1 March 2014
On February 23rd, a pair of pandas named Xing Hui and Hao Hao arrived in Belgium to much pomp and circumstance, including a visit from the Belgian Prime Minister. The pair have been “loaned” (really “rented” since Belgium is paying around $1 million per year to China for them) for 15 years. This is the latest “panda diplomacy” move by China which uses panda exchanges as a way of cementing relationships with diplomatic and trading partners. It all started with a gift to the Soviet Union in 1957, but the most famous panda “gift” was Ling-Ling and Hsing-Hsing loaned to the US when President Richard Nixon visited in 1972.
What many people don’t know is that the pandas given to the US in 1972 were actually a counter-gift: the pandas were gifted as a response to a US offer of a pair of muskoxen.

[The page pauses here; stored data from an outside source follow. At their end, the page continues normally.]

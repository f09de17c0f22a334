//! Rule engine tests against the shipped rule definitions in
//! `config/rules/`.

mod common;

use std::sync::Arc;

use rust_decimal::Decimal;

use contribution_engine::config::ConfigLoader;
use contribution_engine::error::EngineError;
use contribution_engine::rules::{
    CALCULATION_RULES, CalculationFact, ELIGIBILITY_RULES, EligibilityFact, RuleEngine, compile,
};

use common::*;

async fn shipped_engine() -> RuleEngine {
    let loader = ConfigLoader::load("./config").unwrap();
    RuleEngine::load(Arc::new(loader.rule_store())).await.unwrap()
}

fn eligibility_fact(age: u32, months: u32, status: Option<&str>) -> EligibilityFact {
    EligibilityFact {
        employee_id: "emp_001".to_string(),
        tenant_id: TENANT.to_string(),
        date_of_birth: None,
        hire_date: None,
        rehire_date: None,
        employment_status: status.map(str::to_string),
        employment_type: Some("employee".to_string()),
        current_date: date(2026, 1, 31),
        age,
        months_of_service: months,
        minimum_age: 21,
        minimum_service_months: 3,
        eligible: false,
        eligibility_date: None,
        eligibility_reason: String::new(),
    }
}

fn calculation_fact(match_type: &str, compensation: &str, percent: &str) -> CalculationFact {
    CalculationFact {
        employee_id: "emp_001".to_string(),
        annual_compensation: dec(compensation),
        eligible_compensation: dec(compensation),
        compensation_limit: dec("315000"),
        employee_contribution_percent: dec(percent),
        auto_enrollment_enabled: false,
        auto_enrollment_percent: dec("3"),
        employer_match_type: match_type.to_string(),
        employer_match_percent: dec("100"),
        employer_match_limit_percent: dec("4"),
        profit_sharing_percent: Decimal::ZERO,
        employment_status: Some("active".to_string()),
        age: 40,
        months_of_service: 24,
        employee_contribution: Decimal::ZERO,
        employer_contribution: Decimal::ZERO,
        profit_sharing_contribution: Decimal::ZERO,
        eligible: true,
        calculation_reason: String::new(),
    }
}

// =============================================================================
// SECTION 1: Loading
// =============================================================================

#[tokio::test]
async fn test_shipped_rules_compile() {
    let engine = shipped_engine().await;
    let set = engine.snapshot().unwrap();
    assert_eq!(
        set.names(),
        vec![CALCULATION_RULES.to_string(), ELIGIBILITY_RULES.to_string()]
    );
    assert_eq!(engine.generation(), 1);
}

#[test]
fn test_empty_definition_list_is_no_rules_configured() {
    assert!(matches!(compile(&[]), Err(EngineError::NoRulesConfigured)));
}

// =============================================================================
// SECTION 2: Eligibility
// =============================================================================

#[tokio::test]
async fn test_eligible_employee_gets_period_end_as_eligibility_date() {
    let engine = shipped_engine().await;
    let mut fact = eligibility_fact(30, 12, Some("active"));

    let evaluation = engine.evaluate(ELIGIBILITY_RULES, &mut fact).unwrap();

    assert!(fact.eligible);
    assert_eq!(fact.eligibility_date, Some(date(2026, 1, 31)));
    assert_eq!(evaluation.fired, vec!["meets-all-requirements".to_string()]);
}

#[tokio::test]
async fn test_ineligibility_reasons() {
    let engine = shipped_engine().await;
    let cases = [
        ((20, 12, Some("active")), "Below minimum age"),
        ((30, 2, Some("active")), "Insufficient service"),
        ((30, 12, Some("terminated")), "Employment status is not active"),
        ((30, 12, None), "Employment status is not active"),
    ];

    for ((age, months, status), reason) in cases {
        let mut fact = eligibility_fact(age, months, status);
        engine.evaluate(ELIGIBILITY_RULES, &mut fact).unwrap();
        assert!(!fact.eligible, "{reason}");
        assert_eq!(fact.eligibility_reason, reason);
        assert_eq!(fact.eligibility_date, None);
    }
}

// =============================================================================
// SECTION 3: Calculation
// =============================================================================

#[tokio::test]
async fn test_basic_match_is_capped_by_limit_percent() {
    let engine = shipped_engine().await;
    let mut fact = calculation_fact("basic", "50000", "6");

    engine.evaluate(CALCULATION_RULES, &mut fact).unwrap();

    assert_eq!(fact.employee_contribution, dec("3000.00"));
    // 100% of 3,000 capped at 4% of 50,000.
    assert_eq!(fact.employer_contribution, dec("2000.00"));
    assert_eq!(fact.calculation_reason, "Contributions calculated");
}

#[tokio::test]
async fn test_percentage_match_ignores_employee_deferral() {
    let engine = shipped_engine().await;
    let mut fact = calculation_fact("percentage", "50000", "0");
    fact.employer_match_percent = dec("3");

    engine.evaluate(CALCULATION_RULES, &mut fact).unwrap();

    assert_eq!(fact.employee_contribution, dec("0.00"));
    assert_eq!(fact.employer_contribution, dec("1500.00"));
}

#[tokio::test]
async fn test_profit_sharing_applies_when_configured() {
    let engine = shipped_engine().await;
    let mut fact = calculation_fact("none", "80000", "5");
    fact.profit_sharing_percent = dec("2.5");

    engine.evaluate(CALCULATION_RULES, &mut fact).unwrap();

    assert_eq!(fact.employee_contribution, dec("4000.00"));
    assert_eq!(fact.employer_contribution, Decimal::ZERO);
    assert_eq!(fact.profit_sharing_contribution, dec("2000.00"));
}

#[tokio::test]
async fn test_ineligible_fact_gets_no_amounts() {
    let engine = shipped_engine().await;
    let mut fact = calculation_fact("basic", "50000", "6");
    fact.eligible = false;

    engine.evaluate(CALCULATION_RULES, &mut fact).unwrap();

    assert_eq!(fact.employee_contribution, Decimal::ZERO);
    assert_eq!(fact.calculation_reason, "Employee is not eligible");
}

In preparation for Nixon’s visit to China, the US delegation decided to take a pair of muskoxen as a major gift. It seems that China had expressed interest in getting muskoxen from North America for display in the Peking zoo. To oblige, the US arranged to donate a pair of muskoxen named Milton and Matilda who were living at the San Francisco zoo. Milton and Matilda had been born at the zoo and were believed to be the only ones born in captivity in the US (their parents had been imported from a Canadian game farm in 1965).
According to a news report on 22 February 1972, during a dinner in China, Lin Yu-hua, curator of the Peking Zoo, told First Lady Pat Nixon that the Chinese were so pleased that the US was sending the muskoxen that China would offer them two pandas.
On the US side, it was unclear which zoo would get the pandas. A number of zoos appeared to be contenders, including San Francisco which had provided the muskoxen for the exchange. In the end, the pandas went to the National Zoo in Washington D.C., much to the disappointment of the other zoos with claims on them.
Milton and Matilda arrived in China in early April 1972, a week before the pandas reached the US. But things started off on the wrong foot. News reports from the end of April claimed that the muskoxen had started to loose their hair because of a skin disease and that the Chinese public was extremely disappointed. After all, muskoxen are known for their long wooly coat. Luckily by August, the rash had been cured–according to the zoo keeper Ou Wang Kan after bathing several times in Chinese herbal medicine.
In spite of the initial recovery, the muskoxen did not last long. Milton died 20 February 1975 after swallowing a sharp object that punctured his stomach. I’m not sure what happened to Matilda, but by 1980, she too had died. In 1980, Helen Miller, a widow from Georgia, decided to take up a one-woman crusade to get muskoxen back in China. She successfully arranged for a pair of muskox to be donated by the University of Alaska, Koyuk and Tanana, who arrived in Beijing on 21 March 1988.
Now when you read about the cute and cuddly black and white pandas flying around the globe in “panda diplomacy”, you’ll know that shaggy brown muskoxen have been part of the same story.
And if you want to buy me a gift some time, how about sending me a used copy of the children’s book Milton and Matilda: The Muskoxen who went to China? I’m sure my daughters would love it. And I would too.